The American Curl is a medium-sized cat 5–10 lbs, and does not reach maturity until 2-3 years of age. Females should be between 5–8 lbs and males 7–10 lbs.

American Curl kittens are born with straight ears, which begin to curl within forty-eight hours. After four months, their ears will not curl any longer, and will be hard and stiff to the touch at the base of the ear with flexible tips.

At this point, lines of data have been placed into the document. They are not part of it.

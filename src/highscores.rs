//! Best-distance leaderboard
//!
//! Tracks the top 10 distances reached in the platformer, persisted to a
//! JSON file at a path the host supplies. Timestamps come from the host;
//! the library itself never reads a clock.

use std::path::Path;

use serde::{Deserialize, Serialize};

/// Maximum number of entries to keep
pub const MAX_HIGH_SCORES: usize = 10;

/// A single leaderboard entry
#[derive(Debug, Clone, PartialEq, Serialize, Deserialize)]
pub struct HighScoreEntry {
    /// Distance reached, in whole world units
    pub distance: u64,
    /// Session seed, so a run can be reproduced
    pub seed: u64,
    /// Unix timestamp (ms) when achieved, supplied by the host
    pub timestamp: f64,
}

/// The leaderboard itself
#[derive(Debug, Clone, PartialEq, Serialize, Deserialize, Default)]
pub struct HighScores {
    pub entries: Vec<HighScoreEntry>,
}

impl HighScores {
    /// Create an empty leaderboard
    pub fn new() -> Self {
        Self {
            entries: Vec::new(),
        }
    }

    /// Check whether a distance qualifies for the board
    pub fn qualifies(&self, distance: u64) -> bool {
        if distance == 0 {
            return false;
        }
        if self.entries.len() < MAX_HIGH_SCORES {
            return true;
        }
        // Beat the lowest entry or stay off the board
        self.entries
            .last()
            .map(|e| distance > e.distance)
            .unwrap_or(true)
    }

    /// The rank a distance would achieve (1-indexed), None if it doesn't
    /// qualify
    pub fn potential_rank(&self, distance: u64) -> Option<usize> {
        if !self.qualifies(distance) {
            return None;
        }
        let rank = self.entries.iter().position(|e| distance > e.distance);
        Some(rank.unwrap_or(self.entries.len()) + 1)
    }

    /// Record a run. Returns the rank achieved (1-indexed) or None if the
    /// distance didn't qualify.
    pub fn add_score(&mut self, distance: u64, seed: u64, timestamp: f64) -> Option<usize> {
        if !self.qualifies(distance) {
            return None;
        }

        let entry = HighScoreEntry {
            distance,
            seed,
            timestamp,
        };

        // Insertion point: sorted descending by distance
        let pos = self.entries.iter().position(|e| distance > e.distance);
        let rank = match pos {
            Some(i) => {
                self.entries.insert(i, entry);
                i + 1
            }
            None => {
                self.entries.push(entry);
                self.entries.len()
            }
        };

        self.entries.truncate(MAX_HIGH_SCORES);

        Some(rank)
    }

    pub fn is_empty(&self) -> bool {
        self.entries.is_empty()
    }

    /// The best distance so far, if any
    pub fn top_distance(&self) -> Option<u64> {
        self.entries.first().map(|e| e.distance)
    }

    /// Load the board from a JSON file, starting fresh on any failure
    pub fn load_from(path: &Path) -> Self {
        match std::fs::read_to_string(path) {
            Ok(json) => match serde_json::from_str::<HighScores>(&json) {
                Ok(scores) => {
                    log::info!("Loaded {} high scores", scores.entries.len());
                    scores
                }
                Err(err) => {
                    log::warn!("High-score file unreadable ({err}); starting fresh");
                    Self::new()
                }
            },
            Err(_) => {
                log::info!("No high scores at {}; starting fresh", path.display());
                Self::new()
            }
        }
    }

    /// Save the board to a JSON file; failures are logged, not raised
    pub fn save_to(&self, path: &Path) {
        match serde_json::to_string_pretty(self) {
            Ok(json) => {
                if let Err(err) = std::fs::write(path, json) {
                    log::warn!("Could not save high scores to {}: {err}", path.display());
                } else {
                    log::info!("High scores saved ({} entries)", self.entries.len());
                }
            }
            Err(err) => log::warn!("Could not serialize high scores: {err}"),
        }
    }
}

Both longhaired and shorthaired American Curls have soft, silky coats which lie flat against their bodies. They're known to be relatively low maintenance.

The American Curl, while still an uncommon breed, is found across the world in the United States, Spain, France, Japan, Russia, and many other countries.

==Genetics and Health==
Various matings between cats with curled ears and cats without curled ears revealed a dominant inheritance of the curl gene. Sex-linked distribution was not found. The mutant gene was designated as curl and is symbolized by Cu. Another mutation of the ear pinna was found in Scottish Fold cats, in these cats both heterozygous and homozygous (FdFd) cats, animals suffer from osteochondrodysplasia. The question arises if homozygous curls (CuCu) could also be affected by cartilage formation defects and bone abnormalities. However, observations of a CuCu cat over two years showed no sign of anomaly.